Task input:
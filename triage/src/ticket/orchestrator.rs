//! Ticket Orchestrator: composes classification, knowledge-base lookup,
//! agent assignment, SLA stamping and escalation.
//!
//! ```text
//! ChatSession ─▶ classify_priority ─┐
//!             ─▶ classify_tier ─────┤
//!             ─▶ title/description ─┼─▶ KnowledgeBaseMatcher ─▶ AgentSelector
//!                                   │        (snapshot)           │ try_assign (atomic)
//!                                   └────────────── SlaPolicy ◀───┘
//!                                                      │
//!                                                      ▼
//!                                                   Ticket
//! ```

use std::sync::Arc;

use chrono::{DateTime, Utc};
use tracing::{debug, info, warn};

use crate::agents::{AgentSelector, SharedAgentDirectory};
use crate::classify::{classify_priority, classify_tier};
use crate::config::{EngineConfig, TextLimits};
use crate::error::{TriageError, TriageResult};
use crate::escalation::{
    EscalationEngine, EscalationRequest, EscalationTrigger, SlaPolicy, SupportTier,
};
use crate::events::{SharedEventBus, TicketEvent};
use crate::knowledge::{mean_confidence, KnowledgeBaseMatcher, KnowledgeSource};
use crate::ticket::session::{ChatSession, MessageSender};
use crate::ticket::text::{generate_description, generate_title};
use crate::ticket::types::{new_ticket_id, Ticket, TicketSource, TicketStatus};

/// Shared reference to TicketOrchestrator
pub type SharedTicketOrchestrator = Arc<TicketOrchestrator>;

pub struct TicketOrchestrator {
    directory: SharedAgentDirectory,
    knowledge: Arc<dyn KnowledgeSource>,
    matcher: KnowledgeBaseMatcher,
    selector: AgentSelector,
    escalation: EscalationEngine,
    sla: SlaPolicy,
    text: TextLimits,
    events: Option<SharedEventBus>,
}

impl TicketOrchestrator {
    /// Create an orchestrator with default configuration
    pub fn new(directory: SharedAgentDirectory, knowledge: Arc<dyn KnowledgeSource>) -> Self {
        Self::with_config(directory, knowledge, &EngineConfig::default())
    }

    pub fn with_config(
        directory: SharedAgentDirectory,
        knowledge: Arc<dyn KnowledgeSource>,
        config: &EngineConfig,
    ) -> Self {
        Self {
            directory,
            knowledge,
            matcher: KnowledgeBaseMatcher::with_config(config.matcher),
            selector: AgentSelector::new(config.selection),
            escalation: EscalationEngine::with_config(config.escalation.clone(), config.sla),
            sla: config.sla,
            text: config.text,
            events: None,
        }
    }

    /// Publish lifecycle events on `bus`
    pub fn with_event_bus(mut self, bus: SharedEventBus) -> Self {
        self.events = Some(bus);
        self
    }

    pub fn shared(self) -> SharedTicketOrchestrator {
        Arc::new(self)
    }

    pub fn escalation_engine(&self) -> &EscalationEngine {
        &self.escalation
    }

    pub fn directory(&self) -> &SharedAgentDirectory {
        &self.directory
    }

    /// Build a ticket from a finished chat session.
    ///
    /// Fails only for a malformed session. No KB match or no free agent
    /// yields empty suggestions or an unassigned ticket.
    pub fn create_ticket_from_chat(&self, session: &ChatSession) -> TriageResult<Ticket> {
        self.create_ticket_from_chat_at(session, Utc::now())
    }

    pub fn create_ticket_from_chat_at(
        &self,
        session: &ChatSession,
        now: DateTime<Utc>,
    ) -> TriageResult<Ticket> {
        session.validate()?;

        let priority = classify_priority(session);
        let tier = classify_tier(&session.tags);
        let title = generate_title(session, &self.text);
        let description = generate_description(session, &self.text);

        let entries = self.knowledge.entries();
        let ai_suggestions = self
            .matcher
            .find_matches(&description, &session.tags, &entries);
        let ai_confidence = mean_confidence(&ai_suggestions);
        let ai_attempted = session
            .messages
            .iter()
            .any(|m| m.sender == MessageSender::Bot);

        let id = new_ticket_id();
        let assigned_agent = self.assign_agent(&id, tier, &session.tags);

        let ticket = Ticket {
            id,
            title,
            description,
            status: TicketStatus::Open,
            priority,
            tier,
            source: TicketSource::Chat,
            platform: session.platform,
            customer_id: session.customer_id.clone(),
            customer_name: session.customer_name.clone(),
            assigned_agent,
            created_at: now,
            updated_at: now,
            ai_suggestions,
            ai_confidence,
            ai_attempted,
            escalations: Vec::new(),
            chat_session_id: session.id.clone(),
            tags: session.tags.clone(),
            sla_deadline: self.sla.deadline(priority, now),
            response_time_minutes: None,
        };

        info!(
            ticket_id = %ticket.id,
            chat_session_id = %ticket.chat_session_id,
            priority = %ticket.priority,
            tier = %ticket.tier,
            suggestions = ticket.ai_suggestions.len(),
            assigned = ?ticket.assigned_agent,
            "Ticket created from chat"
        );
        self.publish(TicketEvent::TicketCreated {
            ticket_id: ticket.id.clone(),
            chat_session_id: ticket.chat_session_id.clone(),
            priority: ticket.priority,
            tier: ticket.tier,
            suggestions: ticket.ai_suggestions.len(),
            timestamp: now,
        });
        self.publish_assignment(&ticket, now);

        Ok(ticket)
    }

    /// Triggers that currently fire for `ticket`
    pub fn evaluate_escalation(
        &self,
        ticket: &Ticket,
        session: Option<&ChatSession>,
    ) -> Vec<EscalationTrigger> {
        self.escalation.evaluate(ticket, session)
    }

    pub fn should_escalate(&self, ticket: &Ticket, session: Option<&ChatSession>) -> bool {
        self.escalation.should_escalate(ticket, session)
    }

    /// Escalate `ticket` one tier, returning the updated ticket.
    ///
    /// The previous agent's slot is released and the ticket is re-run
    /// through agent selection at the new tier; it may come back unassigned.
    ///
    /// This works on a copy and takes no lock. Tickets watched on a
    /// [`TicketBoard`](crate::sweep::TicketBoard) must be escalated through
    /// [`TicketBoard::escalate`](crate::sweep::TicketBoard::escalate) so they
    /// serialize with the sweep.
    pub fn escalate_ticket(&self, ticket: &Ticket, request: EscalationRequest) -> Ticket {
        self.escalate_ticket_at(ticket, request, Utc::now())
    }

    pub fn escalate_ticket_at(
        &self,
        ticket: &Ticket,
        request: EscalationRequest,
        now: DateTime<Utc>,
    ) -> Ticket {
        let mut updated = ticket.clone();
        let record = self.escalation.apply_at(&mut updated, &request, now);

        if let Some(previous) = updated.assigned_agent.take() {
            match self.directory.release(&previous) {
                Ok(()) => self.publish(TicketEvent::AgentReleased {
                    ticket_id: updated.id.clone(),
                    agent_id: previous,
                    timestamp: now,
                }),
                Err(e) => warn!(
                    ticket_id = %updated.id,
                    agent_id = %previous,
                    "Failed to release agent: {}", e
                ),
            }
        }
        updated.assigned_agent = self.assign_agent(&updated.id, updated.tier, &updated.tags);

        self.publish(TicketEvent::TicketEscalated {
            ticket_id: updated.id.clone(),
            from_tier: record.from_tier,
            to_tier: record.to_tier,
            priority: updated.priority,
            reason: record.reason.clone(),
            escalated_by: record.escalated_by.clone(),
            timestamp: now,
        });
        self.publish_assignment(&updated, now);

        updated
    }

    /// Select on a snapshot, then commit atomically. A lost race drops that
    /// candidate and selects again from what is left.
    fn assign_agent(&self, ticket_id: &str, tier: SupportTier, tags: &[String]) -> Option<String> {
        let mut candidates = match self.directory.snapshot() {
            Ok(agents) => agents,
            Err(e) => {
                warn!(ticket_id, "Agent directory unavailable: {}", e);
                return None;
            }
        };

        loop {
            let agent_id = self.selector.select(tier, tags, &candidates)?.id.clone();
            match self.directory.try_assign(&agent_id) {
                Ok(true) => {
                    debug!(ticket_id, agent_id = %agent_id, %tier, "Agent slot committed");
                    return Some(agent_id);
                }
                Ok(false) | Err(TriageError::AgentNotFound { .. }) => {
                    debug!(ticket_id, agent_id = %agent_id, "Lost assignment race, reselecting");
                    candidates.retain(|a| a.id != agent_id);
                }
                Err(e) => {
                    warn!(ticket_id, agent_id = %agent_id, "Assignment failed: {}", e);
                    return None;
                }
            }
        }
    }

    fn publish_assignment(&self, ticket: &Ticket, now: DateTime<Utc>) {
        let event = match &ticket.assigned_agent {
            Some(agent_id) => TicketEvent::TicketAssigned {
                ticket_id: ticket.id.clone(),
                agent_id: agent_id.clone(),
                tier: ticket.tier,
                timestamp: now,
            },
            None => {
                info!(ticket_id = %ticket.id, tier = %ticket.tier, "No agent capacity, ticket left unassigned");
                TicketEvent::TicketUnassigned {
                    ticket_id: ticket.id.clone(),
                    tier: ticket.tier,
                    timestamp: now,
                }
            }
        };
        self.publish(event);
    }

    fn publish(&self, event: TicketEvent) {
        if let Some(bus) = &self.events {
            bus.publish(event);
        }
    }
}
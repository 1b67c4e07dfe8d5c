//! Escalation sweep: periodic re-evaluation of open tickets.
//!
//! ```text
//! TicketBoard ──▶ JoinSet::spawn(evaluate ─▶ escalate) × N tickets
//!                   (ticket mutex held across both steps)
//!             ◀── SweepReport
//! ```
//!
//! Each watched ticket sits behind its own async mutex, so two sweeps (or a
//! sweep and a caller going through [`TicketBoard::escalate`]) can never
//! escalate the same ticket twice for the same condition, or release its
//! agent twice.

use std::collections::hash_map::Entry;
use std::collections::HashMap;
use std::sync::Arc;
use std::time::Duration;

use chrono::{DateTime, Utc};
use serde::{Deserialize, Serialize};
use tokio::sync::{Mutex, RwLock};
use tokio::task::JoinSet;
use tokio_util::sync::CancellationToken;
use tracing::{debug, info, warn};

use crate::escalation::EscalationRequest;
use crate::ticket::{
    ChatSession, SharedTicketOrchestrator, Ticket, TicketOrchestrator, TicketStatus,
};

/// Actor recorded on sweep-driven escalations
pub const SYSTEM_ACTOR: &str = "system";

struct WatchedTicket {
    ticket: Ticket,
    session: Option<ChatSession>,
}

#[derive(Default)]
struct BoardInner {
    order: Vec<String>,
    tickets: HashMap<String, Arc<Mutex<WatchedTicket>>>,
}

/// Tickets under escalation watch, with the chats they came from
#[derive(Default)]
pub struct TicketBoard {
    inner: RwLock<BoardInner>,
}

impl TicketBoard {
    pub fn new() -> Self {
        Self::default()
    }

    pub fn shared(self) -> Arc<Self> {
        Arc::new(self)
    }

    /// Watch `ticket`. An id already on the board has its ticket and
    /// session replaced under that entry's lock.
    pub async fn insert(&self, ticket: Ticket, session: Option<ChatSession>) {
        let mut guard = self.inner.write().await;
        let inner = &mut *guard;
        let existing = match inner.tickets.entry(ticket.id.clone()) {
            Entry::Occupied(occupied) => occupied.get().clone(),
            Entry::Vacant(vacant) => {
                inner.order.push(vacant.key().clone());
                vacant.insert(Arc::new(Mutex::new(WatchedTicket { ticket, session })));
                return;
            }
        };
        drop(guard);
        *existing.lock().await = WatchedTicket { ticket, session };
    }

    pub async fn get(&self, ticket_id: &str) -> Option<Ticket> {
        let entry = self.entry(ticket_id).await?;
        let watched = entry.lock().await;
        Some(watched.ticket.clone())
    }

    /// Change a ticket's workflow status. Returns false for unknown ids.
    pub async fn set_status(&self, ticket_id: &str, status: TicketStatus) -> bool {
        let Some(entry) = self.entry(ticket_id).await else {
            return false;
        };
        let mut watched = entry.lock().await;
        watched.ticket.status = status;
        watched.ticket.updated_at = Utc::now();
        true
    }

    /// Escalate a watched ticket one tier while holding its lock.
    ///
    /// This is the serialized path for escalating tickets on the board: a
    /// concurrent sweep or caller waits and then sees the updated ticket, so
    /// every escalation record is kept and the previous agent is released
    /// exactly once. Returns `None` for unknown ids.
    pub async fn escalate(
        &self,
        orchestrator: &TicketOrchestrator,
        ticket_id: &str,
        request: EscalationRequest,
    ) -> Option<Ticket> {
        self.escalate_at(orchestrator, ticket_id, request, Utc::now())
            .await
    }

    pub async fn escalate_at(
        &self,
        orchestrator: &TicketOrchestrator,
        ticket_id: &str,
        request: EscalationRequest,
        now: DateTime<Utc>,
    ) -> Option<Ticket> {
        let entry = self.entry(ticket_id).await?;
        let mut watched = entry.lock().await;
        watched.ticket = orchestrator.escalate_ticket_at(&watched.ticket, request, now);
        Some(watched.ticket.clone())
    }

    /// Ticket ids in insertion order
    pub async fn ids(&self) -> Vec<String> {
        self.inner.read().await.order.clone()
    }

    /// Copies of every watched ticket, in insertion order
    pub async fn snapshot(&self) -> Vec<Ticket> {
        let mut tickets = Vec::new();
        for entry in self.entries().await {
            tickets.push(entry.lock().await.ticket.clone());
        }
        tickets
    }

    pub async fn len(&self) -> usize {
        self.inner.read().await.order.len()
    }

    pub async fn is_empty(&self) -> bool {
        self.len().await == 0
    }

    async fn entry(&self, ticket_id: &str) -> Option<Arc<Mutex<WatchedTicket>>> {
        self.inner.read().await.tickets.get(ticket_id).cloned()
    }

    async fn entries(&self) -> Vec<Arc<Mutex<WatchedTicket>>> {
        let inner = self.inner.read().await;
        inner
            .order
            .iter()
            .filter_map(|id| inner.tickets.get(id).cloned())
            .collect()
    }
}

/// Outcome counts of one or more sweeps
#[derive(Debug, Clone, Copy, Default, PartialEq, Eq, Serialize, Deserialize)]
pub struct SweepReport {
    /// Tickets evaluated against the escalation triggers
    pub checked: usize,
    /// Tickets moved one tier up
    pub escalated: usize,
    /// Inactive tickets, or tickets not reached before cancellation
    pub skipped: usize,
}

impl SweepReport {
    fn merge(&mut self, other: SweepReport) {
        self.checked += other.checked;
        self.escalated += other.escalated;
        self.skipped += other.skipped;
    }
}

enum Outcome {
    Checked,
    Escalated,
    Skipped,
}

pub struct EscalationSweeper {
    orchestrator: SharedTicketOrchestrator,
    board: Arc<TicketBoard>,
    escalated_by: String,
}

impl EscalationSweeper {
    pub fn new(orchestrator: SharedTicketOrchestrator, board: Arc<TicketBoard>) -> Self {
        Self {
            orchestrator,
            board,
            escalated_by: SYSTEM_ACTOR.to_string(),
        }
    }

    /// Actor name recorded on escalations this sweeper performs
    pub fn with_actor(mut self, escalated_by: impl Into<String>) -> Self {
        self.escalated_by = escalated_by.into();
        self
    }

    pub fn board(&self) -> &Arc<TicketBoard> {
        &self.board
    }

    pub async fn sweep_once(&self, cancel: &CancellationToken) -> SweepReport {
        self.sweep_once_at(Utc::now(), cancel).await
    }

    /// Evaluate every watched ticket at `now`, escalating those with a
    /// firing trigger. A ticket moves at most one tier per sweep.
    pub async fn sweep_once_at(&self, now: DateTime<Utc>, cancel: &CancellationToken) -> SweepReport {
        let mut join_set: JoinSet<Outcome> = JoinSet::new();

        for entry in self.board.entries().await {
            let orchestrator = self.orchestrator.clone();
            let escalated_by = self.escalated_by.clone();
            let cancel = cancel.clone();

            join_set.spawn(async move {
                if cancel.is_cancelled() {
                    return Outcome::Skipped;
                }
                let mut watched = entry.lock().await;
                if !watched.ticket.status.is_active() {
                    return Outcome::Skipped;
                }

                let triggers = orchestrator.escalation_engine().evaluate_at(
                    &watched.ticket,
                    watched.session.as_ref(),
                    now,
                );
                if triggers.is_empty() {
                    return Outcome::Checked;
                }

                let reason = triggers
                    .iter()
                    .map(ToString::to_string)
                    .collect::<Vec<_>>()
                    .join("; ");
                debug!(ticket_id = %watched.ticket.id, %reason, "Escalation triggered");
                let request = EscalationRequest::new(reason, escalated_by);
                watched.ticket = orchestrator.escalate_ticket_at(&watched.ticket, request, now);
                Outcome::Escalated
            });
        }

        let mut report = SweepReport::default();
        while let Some(res) = join_set.join_next().await {
            match res {
                Ok(Outcome::Checked) => report.checked += 1,
                Ok(Outcome::Escalated) => {
                    report.checked += 1;
                    report.escalated += 1;
                }
                Ok(Outcome::Skipped) => report.skipped += 1,
                Err(e) => warn!(error = %e, "sweep task panicked"),
            }
        }

        info!(
            checked = report.checked,
            escalated = report.escalated,
            skipped = report.skipped,
            "Escalation sweep complete"
        );
        report
    }

    /// Sweep every `interval` until `cancel` fires. Returns the totals.
    pub async fn run(&self, interval: Duration, cancel: CancellationToken) -> SweepReport {
        let mut ticker = tokio::time::interval(interval);
        ticker.set_missed_tick_behavior(tokio::time::MissedTickBehavior::Skip);
        let mut total = SweepReport::default();

        loop {
            tokio::select! {
                _ = cancel.cancelled() => break,
                _ = ticker.tick() => total.merge(self.sweep_once(&cancel).await),
            }
        }

        info!(
            checked = total.checked,
            escalated = total.escalated,
            "Escalation sweeper stopped"
        );
        total
    }
}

Your goal:
Start with the line above that contains "those with a" and stop after the line that contains "let mut join_set: JoinSet<Outcome>". Output those lines exactly, and only those.

The answer:
    /// Evaluate every watched ticket at `now`, escalating those with a
    /// firing trigger. A ticket moves at most one tier per sweep.
    pub async fn sweep_once_at(&self, now: DateTime<Utc>, cancel: &CancellationToken) -> SweepReport {
        let mut join_set: JoinSet<Outcome> = JoinSet::new();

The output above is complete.